** Opening RECORDS FOR THE EXERCISE block **
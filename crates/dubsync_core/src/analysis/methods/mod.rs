//! Whole-stream offset detection methods.
//!
//! This module defines the `CorrelationMethod` trait and one implementation
//! per [`OffsetMethod`]. Every implementation returns the same
//! [`OffsetEstimate`] shape so the consensus resolver can compare them.
//!
//! - [`Cepstral`]: summed correlation of z-scored MFCC coefficient series
//! - [`Onset`]: GCC-PHAT on spectral-flux onset envelopes
//! - [`Spectral`]: GCC-PHAT on per-frame mean log-mel energy
//! - [`RawCorrelation`]: sample-accurate normalized cross-correlation

mod cepstral;
pub mod envelope;
mod onset;
mod raw;
mod spectral;

pub use cepstral::Cepstral;
pub use onset::Onset;
pub use raw::RawCorrelation;
pub use spectral::Spectral;

use crate::analysis::features::ChunkFeatures;
use crate::analysis::types::{AnalysisResult, AudioWindow, OffsetEstimate};
use crate::models::OffsetMethod;

/// Inputs shared by all methods for one window pair.
///
/// Features are extracted once by the caller and reused by every
/// frame-level method.
#[derive(Debug, Clone, Copy)]
pub struct MethodInput<'a> {
    pub master: AudioWindow<'a>,
    pub dub: AudioWindow<'a>,
    pub master_features: &'a ChunkFeatures,
    pub dub_features: &'a ChunkFeatures,
}

/// Trait for offset detection methods.
///
/// Implementations return the window-relative offset of `dub` against
/// `master` (dub position minus master position).
pub trait CorrelationMethod: Send + Sync {
    /// Method tag carried by every estimate.
    fn method(&self) -> OffsetMethod;

    /// Name of this correlation method.
    fn name(&self) -> &str {
        self.method().name()
    }

    /// Short description of the method.
    fn description(&self) -> &str;

    /// Estimate the offset for one window pair.
    fn estimate(&self, input: &MethodInput<'_>) -> AnalysisResult<OffsetEstimate>;
}

/// Factory for creating a method implementation from its tag.
pub fn create_method(method: OffsetMethod) -> Box<dyn CorrelationMethod> {
    match method {
        OffsetMethod::Cepstral => Box::new(Cepstral::new()),
        OffsetMethod::RawCorrelation => Box::new(RawCorrelation::new()),
        OffsetMethod::Onset => Box::new(Onset::new()),
        OffsetMethod::Spectral => Box::new(Spectral::new()),
    }
}

/// Create implementations for a list of tags (deduplicated, in order).
pub fn selected_methods(methods: &[OffsetMethod]) -> Vec<Box<dyn CorrelationMethod>> {
    let mut seen = Vec::new();
    methods
        .iter()
        .filter(|m| {
            if seen.contains(*m) {
                false
            } else {
                seen.push(**m);
                true
            }
        })
        .map(|&m| create_method(m))
        .collect()
}
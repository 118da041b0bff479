//! dubsync - command-line entry point
//!
//! Loads settings, decodes WAV inputs, runs the offset analyzer and writes
//! the JSON report to stdout or a file.

use std::fs;
use std::path::PathBuf;

use anyhow::{bail, Context, Result};
use clap::Parser;

use dubsync_core::analysis::{AnalysisReport, AudioIngest, OffsetAnalyzer};
use dubsync_core::cancel::CancelHandle;
use dubsync_core::config::{validate, ConfigManager, Settings};
use dubsync_core::device::Device;
use dubsync_core::logging::{init_tracing, LogLevel};
use dubsync_core::models::OffsetMethod;

mod wav;

use wav::WavIngest;

#[derive(Parser, Debug)]
#[command(name = "dubsync")]
#[command(version, about = "Measure the offset between a master and dubbed audio tracks")]
struct Cli {
    /// Master (reference) WAV file
    master: PathBuf,

    /// Dub WAV file(s); several dubs are analyzed as one batch
    #[arg(required = true)]
    dubs: Vec<PathBuf>,

    /// Settings file (TOML); created with defaults when missing
    #[arg(short, long)]
    config: Option<PathBuf>,

    /// Pass-1 chunk length in seconds
    #[arg(long)]
    chunk_size: Option<f64>,

    /// Maximum pass-1 chunks
    #[arg(long)]
    max_chunks: Option<usize>,

    /// Restrict consensus to these methods (cepstral, raw, onset, spectral)
    #[arg(short, long, value_delimiter = ',')]
    methods: Vec<OffsetMethod>,

    /// Write the JSON report here instead of stdout
    #[arg(short, long)]
    output: Option<PathBuf>,

    /// Log level (error, warn, info, debug, trace)
    #[arg(long)]
    log_level: Option<LogLevel>,

    /// Chunk worker threads (0 = one per core)
    #[arg(long)]
    threads: Option<usize>,
}

impl Cli {
    /// Settings from the config file with command-line overrides applied.
    fn settings(&self) -> Result<Settings> {
        let mut settings = match &self.config {
            Some(path) => {
                let mut manager = ConfigManager::new(path);
                manager
                    .load_or_create()
                    .with_context(|| format!("Failed to load config {}", path.display()))?;
                manager.into_settings()
            }
            None => Settings::default(),
        };

        if let Some(chunk_size) = self.chunk_size {
            settings.analysis.chunk_size_seconds = chunk_size;
        }
        if let Some(max_chunks) = self.max_chunks {
            settings.analysis.max_chunks = max_chunks;
        }
        if !self.methods.is_empty() {
            settings.analysis.requested_methods = self.methods.clone();
        }
        if let Some(level) = self.log_level {
            settings.logging.level = level;
        }
        if let Some(threads) = self.threads {
            settings.runtime.threads = threads;
        }
        Ok(settings)
    }
}

fn main() -> Result<()> {
    let cli = Cli::parse();
    let mut settings = cli.settings()?;

    init_tracing(settings.logging.level);
    for warning in validate(&mut settings) {
        tracing::warn!("{}", warning);
    }

    tracing::info!("dubsync core {}", dubsync_core::version());
    tracing::info!("Master: {}", cli.master.display());
    for dub in &cli.dubs {
        tracing::info!("Dub:    {}", dub.display());
    }

    let cancel = CancelHandle::new();
    let handler_cancel = cancel.clone();
    ctrlc::set_handler(move || {
        tracing::warn!("Interrupt received, finishing current pass");
        handler_cancel.cancel();
    })
    .context("Failed to install Ctrl-C handler")?;

    let device = Device::resolve(settings.runtime.threads);
    tracing::info!("Using {} worker threads", device.threads());
    let analyzer = OffsetAnalyzer::new(&settings, device);

    let json = if let [dub] = cli.dubs.as_slice() {
        let report = analyzer
            .analyze_files(&cli.master, dub, &WavIngest, &cancel)
            .context("Analysis failed")?;
        log_summary(&report);
        serde_json::to_string_pretty(&report)?
    } else {
        let master = WavIngest
            .load(&cli.master, None)
            .with_context(|| format!("Failed to load {}", cli.master.display()))?;
        let dubs = cli
            .dubs
            .iter()
            .map(|path| {
                WavIngest
                    .load(path, Some(master.sample_rate()))
                    .with_context(|| format!("Failed to load {}", path.display()))
            })
            .collect::<Result<Vec<_>>>()?;
        let reports = analyzer
            .analyze_batch(&master, &dubs, &cancel)
            .context("Batch analysis failed")?;
        reports.iter().for_each(log_summary);
        serde_json::to_string_pretty(&reports)?
    };

    match &cli.output {
        Some(path) => {
            fs::write(path, json).with_context(|| format!("Failed to write {}", path.display()))?;
            tracing::info!("Report written to {}", path.display());
        }
        None => println!("{}", json),
    }

    if cancel.is_cancelled() {
        bail!("Analysis cancelled; report is partial");
    }
    Ok(())
}

fn log_summary(report: &AnalysisReport) {
    match &report.consensus {
        Some(consensus) => tracing::info!(
            "Offset {:+.4}s via {} (confidence {:.3}){}",
            consensus.offset_seconds,
            consensus.primary_method,
            consensus.confidence,
            if report.needs_verification() {
                " - verification recommended"
            } else {
                ""
            }
        ),
        None => tracing::warn!("No offset determined"),
    }
    if report.drift.has_drift {
        tracing::warn!(
            "{} detected: {} regions, {} localized events",
            report.drift.pattern,
            report.drift.drift_regions.len(),
            report.drift.localized_events.len()
        );
    }
}

#[cfg(test)]
mod tests {
    use super::*;

    #[test]
    fn overrides_apply_on_top_of_config() {
        let dir = tempfile::tempdir().unwrap();
        let config = dir.path().join("dubsync.toml");
        fs::write(&config, "[analysis]\nmax_chunks = 7\nchunk_size_seconds = 20.0\n").unwrap();

        let cli = Cli::parse_from([
            "dubsync",
            "master.wav",
            "dub.wav",
            "--config",
            config.to_str().unwrap(),
            "--chunk-size",
            "15",
            "--methods",
            "onset,spectral",
            "--log-level",
            "debug",
        ]);
        let settings = cli.settings().unwrap();
        assert_eq!(settings.analysis.max_chunks, 7);
        assert_eq!(settings.analysis.chunk_size_seconds, 15.0);
        assert_eq!(
            settings.analysis.requested_methods,
            vec![OffsetMethod::Onset, OffsetMethod::Spectral]
        );
        assert_eq!(settings.logging.level, LogLevel::Debug);
    }

    #[test]
    fn several_dubs_are_accepted() {
        let cli = Cli::parse_from(["dubsync", "master.wav", "a.wav", "b.wav", "--threads", "2"]);
        assert_eq!(cli.dubs.len(), 2);
        assert_eq!(cli.settings().unwrap().runtime.threads, 2);
    }

    #[test]
    fn dub_is_required() {
        assert!(Cli::try_parse_from(["dubsync", "master.wav"]).is_err());
    }
}
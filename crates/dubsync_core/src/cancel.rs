//! Cooperative cancellation.

use std::sync::atomic::{AtomicBool, Ordering};
use std::sync::Arc;

/// Handle for cancelling a running analysis.
///
/// Clones share one flag. The analysis checks it before each chunk and
/// between passes, then returns what it has so far.
#[derive(Debug, Clone, Default)]
pub struct CancelHandle {
    flag: Arc<AtomicBool>,
}

impl CancelHandle {
    pub fn new() -> Self {
        Self::default()
    }

    /// Request cancellation.
    pub fn cancel(&self) {
        self.flag.store(true, Ordering::SeqCst);
    }

    /// Check if cancellation has been requested.
    pub fn is_cancelled(&self) -> bool {
        self.flag.load(Ordering::SeqCst)
    }
}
** Closing RECORDS FOR THE EXERCISE block **
■ INSTRUCTIONS FOR THE TASK:
Find and copy every line in the entries above where the string "confidence" occurs.

■ ANSWER SPACE:
            "Offset {:+.4}s via {} (confidence {:.3}){}",
            consensus.confidence,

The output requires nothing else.